Knowing that place with confidence and joy, a
person can then relate socially in the proper way to other men and women. In other words, married love as willed by God makes
society possible.
Where that love is lacking, its offspring will
live in confusion and uncertainty and will carry those pains into society.
The guarantee of a healthy, strong and vibrant
society is found in strong marriages, not primarily in social programs or correction institutes or psychiatric medications,
although these may be necessary as a result of the failure of marriage.
Society must recognize clearly and explicitly
that marriage as it has been established by God is its greatest resource, protection and guarantee. A civilization which rubbishes
this notion of marriage will soon lose its civility and even its very existence.
It is not humankind’s prerogative to dispense
of marriage in any of its aspects, because it is not humankind’s prerogative to dispose of God’s design of creation.
To tamper with marriage, in its nature, its actions
or its goals, is to tamper with the order of creation itself. It is to say to God, “you got it wrong.”
It is to set up an anti-creation, that is, destruction.
Cohabitation is wrong, therefore, because it introduces
an opt-out reservation into a relationship which of its nature is intended to be without any opting out or reservation. An
“I love you” which adds a “so long as”, is a caricature of love.

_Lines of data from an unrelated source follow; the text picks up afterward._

//! Simulator command vocabulary.
//!
//! [`client`] extends [`RpcEngine`](crate::rpc::engine::RpcEngine) with
//! file transfer, simulation control, serial I/O, peripheral access and
//! pause points.  [`commands`] holds the wire names and parameter types.

pub mod client;
pub mod commands;
//! Standard-alphabet base64 (RFC 4648, padded).
//!
//! Binary file transfers carry their payload as base64 text.  The client
//! ships its own codec so the wire format does not depend on whatever
//! encoder the embedding environment happens to provide.

const ALPHABET: &[u8; 64] = b"ABCDEFGHIJKLMNOPQRSTUVWXYZabcdefghijklmnopqrstuvwxyz0123456789+/";

const PAD: u8 = b'=';

/// Marker for bytes outside the alphabet in [`DECODE_TABLE`].
const INVALID: u8 = 0xFF;

const DECODE_TABLE: [u8; 256] = {
    let mut table = [INVALID; 256];
    let mut i = 0;
    while i < 64 {
        table[ALPHABET[i] as usize] = i as u8;
        i += 1;
    }
    table
};

/// Why a base64 string was rejected.
#[derive(Debug, Clone, Copy, PartialEq, Eq)]
pub enum Base64Error {
    /// Input length is not a multiple of four.
    InvalidLength(usize),
    /// Byte at the given offset is not in the alphabet.
    InvalidByte(usize),
    /// Padding appears somewhere other than the final one or two positions.
    InvalidPadding,
}

impl core::fmt::Display for Base64Error {
    fn fmt(&self, f: &mut core::fmt::Formatter<'_>) -> core::fmt::Result {
        match self {
            Self::InvalidLength(n) => write!(f, "length {n} is not a multiple of 4"),
            Self::InvalidByte(at) => write!(f, "invalid byte at offset {at}"),
            Self::InvalidPadding => write!(f, "misplaced padding"),
        }
    }
}

impl std::error::Error for Base64Error {}

/// Encode `bytes` as padded base64.
pub fn encode(bytes: &[u8]) -> String {
    let mut out = String::with_capacity(bytes.len().div_ceil(3) * 4);
    let mut chunks = bytes.chunks_exact(3);

    for c in &mut chunks {
        out.push(ALPHABET[(c[0] >> 2) as usize] as char);
        out.push(ALPHABET[((c[0] & 0x03) << 4 | c[1] >> 4) as usize] as char);
        out.push(ALPHABET[((c[1] & 0x0F) << 2 | c[2] >> 6) as usize] as char);
        out.push(ALPHABET[(c[2] & 0x3F) as usize] as char);
    }

    match *chunks.remainder() {
        [a] => {
            out.push(ALPHABET[(a >> 2) as usize] as char);
            out.push(ALPHABET[((a & 0x03) << 4) as usize] as char);
            out.push_str("==");
        }
        [a, b] => {
            out.push(ALPHABET[(a >> 2) as usize] as char);
            out.push(ALPHABET[((a & 0x03) << 4 | b >> 4) as usize] as char);
            out.push(ALPHABET[((b & 0x0F) << 2) as usize] as char);
            out.push('=');
        }
        _ => {}
    }

    out
}

/// Decode padded base64 back into bytes.
pub fn decode(text: &str) -> Result<Vec<u8>, Base64Error> {
    let input = text.as_bytes();
    if input.len() % 4 != 0 {
        return Err(Base64Error::InvalidLength(input.len()));
    }

    let mut out = Vec::with_capacity(input.len() / 4 * 3);
    let quads = input.len() / 4;

    for (q, quad) in input.chunks_exact(4).enumerate() {
        let last = q + 1 == quads;
        let pads = quad.iter().rev().take_while(|&&b| b == PAD).count();
        if pads > 2 || (pads > 0 && !last) {
            return Err(Base64Error::InvalidPadding);
        }

        let mut sextets = [0u8; 4];
        for (i, &b) in quad[..4 - pads].iter().enumerate() {
            let v = DECODE_TABLE[b as usize];
            if v == INVALID {
                return Err(Base64Error::InvalidByte(q * 4 + i));
            }
            sextets[i] = v;
        }

        out.push(sextets[0] << 2 | sextets[1] >> 4);
        if pads < 2 {
            out.push(sextets[1] << 4 | sextets[2] >> 2);
        }
        if pads < 1 {
            out.push(sextets[2] << 6 | sextets[3]);
        }
    }

    Ok(out)
}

Furthermore, just as God cannot be divorced from
his creation, the male and female who have truly become one flesh cannot, in God’s eyes, be divided. In his eyes they
remain united until death.
Thus, remarriage, if the first one was valid or
if neither spouse dies, is impossible in the eyes of God, for he still sees someone as united to their true spouse. He sees
one’s spouse as intrinsic to one’s own identity. He does not recognize someone without his or her spouse.
As regards so-called “gay marriage”:
if divorce tries to divide what God has united, the same-sex proposal seeks to unite what God has divided.
Marriage is based precisely on the fact that God
brought the woman to the man: the woman is the human being who is completely other than the man and in whom the man recognizes
his complement and to whom he can most completely give himself as other than himself.
Otherness is not just a spiritual reality: for
the human being it must also be physiological and psychological, so that the whole man can give himself completely to the
other who is a whole woman, and vice-versa.
The very idea of same-sex marriage eviscerates
God’s plan in creating woman for man and man for woman and thus distorts God’s very image in the marriage covenant.
It distorts, in other words, the goal of God’s plan for creation and, by definition, the ongoing nature of creation
in the openness to new life.
We all know that the situations of real people
make this teaching difficult if not offensive. Our humanity, alas, has not preserved the innocent beauty of its first creation.
But we cannot change God’s truth to suit
our brokenness; rather we must let Christ’s sacrifice for us heal us so that his truth may set us free to fulfill his
ancient plan for creation, for us.
We must resist the temptation to rewrite theology
and history and to redo creation. The Devil caused mankind’s downfall by questioning the truth of God’s command.
We must be wary of drinking in subtle and self-serving
interpretations of that truth lest we find ourselves defending the Destroyer and not the Creator.
We must certainly exercise full compassion and
practical help towards all, especially towards those in difficult or broken marriages or those who are struggling with their
sexual identity.
But full compassion is false compassion if it
becomes unanchored from the unchanging truth of the order of creation. Christ died so that that order might be re-established.
A primary place where his sacrifice must bear
fruit is that sacred and wondrous covenant known as the marriage of man and woman - the full, living and life-giving image
in creation of the fullness of love and life of the eternal God.